If of thy worldly goods thou art bereft
and of the store two loaves alone are left,
sell one and with the dole
buy hyacinths to feed the soul.
I seem to have known that verse all my life, and always associated it with the phrase “Man shall not live by bread alone.” Of course the latter is from the Bible; the verse, it seems, is by Rumi. Presumably the original wasn’t written in English, which would account for the variations I found when I went looking to see where it came from.

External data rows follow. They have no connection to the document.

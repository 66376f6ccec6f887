//! Typed accessors over a [`ConfigStore`]
//!
//! Every operation checks its existence preconditions first and only then
//! touches the store, so a failed call never leaves a partial write behind.
//!
//! ```rust
//! use cfgtree::{XmlConfiguration, get_config_value, set_config_value};
//!
//! let mut config = XmlConfiguration::new("root");
//! set_config_value(&mut config, "limits.max_size", &10u64, false)?;
//!
//! let max_size: u64 = get_config_value(&config, "limits.max_size")?;
//! assert_eq!(max_size, 10);
//!
//! // Plain inserts never overwrite
//! assert!(set_config_value(&mut config, "limits.max_size", &20u64, false).is_err());
//! # Ok::<(), cfgtree::Error>(())
//! ```

use crate::error::{Error, Result};
use crate::store::ConfigStore;
use crate::value::{ConfigScalar, ScalarKind, SettingValue};
use log::{debug, trace};

// =============================================================================
// Value Reader
// =============================================================================

/// Read the value at `path` as `T`.
///
/// # Errors
///
/// - [`Error::MissingKey`] if the path does not exist
/// - [`Error::InvalidValue`] if the stored text is not a valid `T`
pub fn get_config_value<T, S>(config: &S, path: &str) -> Result<T>
where
    T: ConfigScalar,
    S: ConfigStore + ?Sized,
{
    get_config_value_or_default(config, path, None)
}

/// Read the value at `path` as `T`, falling back to `default` when the path
/// does not exist.
///
/// # Errors
///
/// - [`Error::MissingKey`] if the path does not exist and no default is given
/// - [`Error::InvalidValue`] if the stored text is not a valid `T`
pub fn get_config_value_or_default<T, S>(config: &S, path: &str, default: Option<&T>) -> Result<T>
where
    T: ConfigScalar,
    S: ConfigStore + ?Sized,
{
    if !config.has(path) {
        return match default {
            Some(value) => {
                trace!("Key {path} not found, using default");
                Ok(value.clone())
            }
            None => Err(Error::MissingKey(path.to_string())),
        };
    }

    trace!("Reading {path} as {}", T::KIND);
    T::read(config, path)
}

/// Read the value at `path` as the runtime-selected `kind`.
///
/// # Errors
///
/// Same as [`get_config_value`].
pub fn get_config_value_as<S>(config: &S, path: &str, kind: ScalarKind) -> Result<SettingValue>
where
    S: ConfigStore + ?Sized,
{
    Ok(match kind {
        ScalarKind::String => get_config_value::<String, _>(config, path)?.into_setting_value(),
        ScalarKind::UInt64 => get_config_value::<u64, _>(config, path)?.into_setting_value(),
        ScalarKind::Int64 => get_config_value::<i64, _>(config, path)?.into_setting_value(),
        ScalarKind::Float64 => get_config_value::<f64, _>(config, path)?.into_setting_value(),
    })
}

// =============================================================================
// Value Writer
// =============================================================================

/// Store `value` at `path`.
///
/// With `update == false` the path must not exist yet; with `update == true`
/// it is created or overwritten unconditionally.
///
/// # Errors
///
/// - [`Error::KeyAlreadyExists`] if `update` is false and the path exists
/// - [`Error::InvalidPath`] if the store cannot create the path
pub fn set_config_value<T, S>(config: &mut S, path: &str, value: &T, update: bool) -> Result<()>
where
    T: ConfigScalar,
    S: ConfigStore + ?Sized,
{
    if !update && config.has(path) {
        return Err(Error::KeyAlreadyExists(path.to_string()));
    }

    debug!("Setting {path} ({}, update: {update})", T::KIND);
    value.write(config, path)
}

/// Store a loosely typed value at `path` using the store primitive for its kind.
///
/// # Errors
///
/// - [`Error::KeyAlreadyExists`] if `update` is false and the path exists
/// - [`Error::UnsupportedType`] for `Bool` and `Null` values
pub fn set_config_value_dyn<S>(
    config: &mut S,
    path: &str,
    value: &SettingValue,
    update: bool,
) -> Result<()>
where
    S: ConfigStore + ?Sized,
{
    if !update && config.has(path) {
        return Err(Error::KeyAlreadyExists(path.to_string()));
    }

    match value {
        SettingValue::String(v) => set_config_value(config, path, v, true),
        SettingValue::UInt64(v) => set_config_value(config, path, v, true),
        SettingValue::Int64(v) => set_config_value(config, path, v, true),
        SettingValue::Float64(v) => set_config_value(config, path, v, true),
        other => Err(Error::unsupported("set_config_value", other.type_name())),
    }
}

// =============================================================================
// Value Copier
// =============================================================================

fn check_copy<F, D>(from: &F, from_path: &str, to: &D, to_path: &str) -> Result<()>
where
    F: ConfigStore + ?Sized,
    D: ConfigStore + ?Sized,
{
    if !from.has(from_path) {
        return Err(Error::MissingKey(from_path.to_string()));
    }
    if to.has(to_path) {
        return Err(Error::KeyAlreadyExists(to_path.to_string()));
    }
    Ok(())
}

/// Copy the `T` value at `from_path` in `from` to `to_path` in `to`.
///
/// The source tree is left untouched. Use [`copy_config_value_within`] when
/// source and destination are the same tree.
///
/// # Errors
///
/// - [`Error::MissingKey`] if `from_path` does not exist
/// - [`Error::KeyAlreadyExists`] if `to_path` already exists
/// - [`Error::InvalidValue`] if the source text is not a valid `T`
pub fn copy_config_value<T, F, D>(from: &F, from_path: &str, to: &mut D, to_path: &str) -> Result<()>
where
    T: ConfigScalar,
    F: ConfigStore + ?Sized,
    D: ConfigStore + ?Sized,
{
    check_copy(from, from_path, &*to, to_path)?;

    let value = T::read(from, from_path)?;
    debug!("Copying {from_path} to {to_path} ({})", T::KIND);
    value.write(to, to_path)
}

/// Copy the `T` value at `from_path` to `to_path` inside one tree.
///
/// # Errors
///
/// Same as [`copy_config_value`].
pub fn copy_config_value_within<T, S>(config: &mut S, from_path: &str, to_path: &str) -> Result<()>
where
    T: ConfigScalar,
    S: ConfigStore + ?Sized,
{
    check_copy(&*config, from_path, &*config, to_path)?;

    let value = T::read(&*config, from_path)?;
    debug!("Copying {from_path} to {to_path} ({})", T::KIND);
    value.write(config, to_path)
}

/// Copy a value between trees using the runtime-selected `kind`.
///
/// # Errors
///
/// Same as [`copy_config_value`].
pub fn copy_config_value_as<F, D>(
    from: &F,
    from_path: &str,
    to: &mut D,
    to_path: &str,
    kind: ScalarKind,
) -> Result<()>
where
    F: ConfigStore + ?Sized,
    D: ConfigStore + ?Sized,
{
    match kind {
        ScalarKind::String => copy_config_value::<String, _, _>(from, from_path, to, to_path),
        ScalarKind::UInt64 => copy_config_value::<u64, _, _>(from, from_path, to, to_path),
        ScalarKind::Int64 => copy_config_value::<i64, _, _>(from, from_path, to, to_path),
        ScalarKind::Float64 => copy_config_value::<f64, _, _>(from, from_path, to, to_path),
    }
}

// =============================================================================
// Value Remover
// =============================================================================

/// Remove the entry at `path` together with everything below it.
///
/// # Errors
///
/// - [`Error::MissingKey`] if the path does not exist
pub fn remove_config_value<S>(config: &mut S, path: &str) -> Result<()>
where
    S: ConfigStore + ?Sized,
{
    if !config.has(path) {
        return Err(Error::MissingKey(path.to_string()));
    }

    debug!("Removing {path}");
    config.remove(path)
}

// =============================================================================
// Tests
// =============================================================================

#[cfg(test)]
mod tests {
    use super::*;
    use crate::xml::XmlConfiguration;

    fn tree() -> XmlConfiguration {
        XmlConfiguration::new("root")
    }

    #[test]
    fn test_round_trip_all_kinds() {
        let mut config = tree();
        set_config_value(&mut config, "s", &"text".to_string(), true).unwrap();
        set_config_value(&mut config, "u", &u64::MAX, true).unwrap();
        set_config_value(&mut config, "i", &-42i64, true).unwrap();
        set_config_value(&mut config, "f", &3.25f64, true).unwrap();

        assert_eq!(get_config_value::<String, _>(&config, "s").unwrap(), "text");
        assert_eq!(get_config_value::<u64, _>(&config, "u").unwrap(), u64::MAX);
        assert_eq!(get_config_value::<i64, _>(&config, "i").unwrap(), -42);
        assert_eq!(get_config_value::<f64, _>(&config, "f").unwrap(), 3.25);
    }

    #[test]
    fn test_insert_protection() {
        let mut config = tree();
        set_config_value(&mut config, "p", &1u64, false).unwrap();

        let err = set_config_value(&mut config, "p", &2u64, false).unwrap_err();
        assert_eq!(err, Error::KeyAlreadyExists("p".into()));
        assert_eq!(get_config_value::<u64, _>(&config, "p").unwrap(), 1);
    }

    #[test]
    fn test_update_overwrites() {
        let mut config = tree();
        set_config_value(&mut config, "p", &1i64, true).unwrap();
        set_config_value(&mut config, "p", &2i64, true).unwrap();
        assert_eq!(get_config_value::<i64, _>(&config, "p").unwrap(), 2);
    }

    #[test]
    fn test_default_fallback() {
        let config = tree();
        let value = get_config_value_or_default(&config, "missing", Some(&7u64)).unwrap();
        assert_eq!(value, 7);

        let err = get_config_value_or_default::<u64, _>(&config, "missing", None).unwrap_err();
        assert_eq!(err, Error::MissingKey("missing".into()));
        assert!(get_config_value::<u64, _>(&config, "missing").unwrap_err().is_not_found());
    }

    #[test]
    fn test_default_ignored_when_present() {
        let mut config = tree();
        set_config_value(&mut config, "name", &"real".to_string(), false).unwrap();
        let value =
            get_config_value_or_default(&config, "name", Some(&"fallback".to_string())).unwrap();
        assert_eq!(value, "real");
    }

    #[test]
    fn test_copy_between_trees() {
        let mut src = tree();
        let mut dst = tree();
        set_config_value(&mut src, "a", &1.5f64, false).unwrap();

        copy_config_value::<f64, _, _>(&src, "a", &mut dst, "b.c").unwrap();
        assert_eq!(get_config_value::<f64, _>(&src, "a").unwrap(), 1.5);
        assert_eq!(get_config_value::<f64, _>(&dst, "b.c").unwrap(), 1.5);

        let err = copy_config_value::<f64, _, _>(&src, "a", &mut dst, "b.c").unwrap_err();
        assert_eq!(err, Error::KeyAlreadyExists("b.c".into()));
    }

    #[test]
    fn test_copy_missing_source() {
        let src = tree();
        let mut dst = tree();
        let err = copy_config_value::<String, _, _>(&src, "nope", &mut dst, "x").unwrap_err();
        assert_eq!(err, Error::MissingKey("nope".into()));
        assert!(dst.is_empty());
    }

    #[test]
    fn test_copy_within_same_tree() {
        let mut config = tree();
        set_config_value(&mut config, "a", &"v".to_string(), false).unwrap();
        copy_config_value_within::<String, _>(&mut config, "a", "b").unwrap();

        assert_eq!(get_config_value::<String, _>(&config, "a").unwrap(), "v");
        assert_eq!(get_config_value::<String, _>(&config, "b").unwrap(), "v");
        assert!(copy_config_value_within::<String, _>(&mut config, "a", "b").is_err());
    }

    #[test]
    fn test_remove() {
        let mut config = tree();
        set_config_value(&mut config, "p", &1u64, false).unwrap();
        remove_config_value(&mut config, "p").unwrap();

        assert!(!config.has("p"));
        let err = remove_config_value(&mut config, "p").unwrap_err();
        assert_eq!(err, Error::MissingKey("p".into()));
    }

    #[test]
    fn test_dynamic_kinds() {
        let mut config = tree();
        set_config_value_dyn(&mut config, "n", &SettingValue::Int64(-1), false).unwrap();
        assert_eq!(
            get_config_value_as(&config, "n", ScalarKind::Int64).unwrap(),
            SettingValue::Int64(-1)
        );
        assert_eq!(
            get_config_value_as(&config, "n", ScalarKind::String).unwrap(),
            SettingValue::String("-1".into())
        );

        let mut other = tree();
        copy_config_value_as(&config, "n", &mut other, "m", ScalarKind::Float64).unwrap();
        assert_eq!(get_config_value::<f64, _>(&other, "m").unwrap(), -1.0);
    }

    #[test]
    fn test_dynamic_unsupported_kind() {
        let mut config = tree();
        let err = set_config_value_dyn(&mut config, "b", &SettingValue::Bool(true), false)
            .unwrap_err();
        assert!(matches!(err, Error::UnsupportedType { ref kind, .. } if kind == "Bool"));
        assert!(!config.has("b"));

        // Overwrite protection is checked before the kind
        set_config_value_dyn(&mut config, "s", &SettingValue::from("x"), false).unwrap();
        let err = set_config_value_dyn(&mut config, "s", &SettingValue::Null, false).unwrap_err();
        assert!(err.is_already_exists());
    }

    #[test]
    fn test_works_through_trait_object() {
        let mut config = tree();
        let store: &mut dyn ConfigStore = &mut config;
        set_config_value(&mut *store, "x", &5u64, false).unwrap();
        assert_eq!(get_config_value::<u64, _>(&*store, "x").unwrap(), 5);
    }
}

I was fairly sure I’d quoted Rumi on the blog before, but it turns out I’m wrong. What I did find, when I searched the archives for hyacinths, was a glosa based on FitzGerald’s Rubaiyat. It’s nearly three years since I posted it, and the blog has a lot of new readers since then, so here it is again:
Glosa
Here with a Loaf of Bread beneath the Bough,
A Flask of Wine, a Book of Verse – and Thou
Beside me singing in the Wilderness –
And Wilderness is Paradise enow.
I had two loaves till you said it was fitting
to swap one for a hyacinth; that’s how,
now the lily’s dead, you’ll find me sitting
here with a loaf of bread beneath the bough.A single loaf ain’t much, it’s poor indeed,
but I’ll admit that, here and now,
more than a second loaf, I need
a flask of wine, a book of verse – and thou.Cheese perhaps, and, though I’d do without
the mayo, butter, salt and watercress,
I’d rather like you to be here, flat out
beside me singing in the Wilderness.In fact I’d ditch this (now stale) loaf of bread
if you’d just bring some wine; I’d show you how
– you, me, some booze – we need no feather bed
and wilderness is Paradise enow.
And now, to raise the tone again, another quatrain from Omar Khayyam as interpreted by FitzGerald:
I sometimes think that never blows so red
The Rose as where some buried Caesar bled;
That every Hyacinth the Garden wears
Dropt in her Lap from some once lovely Head.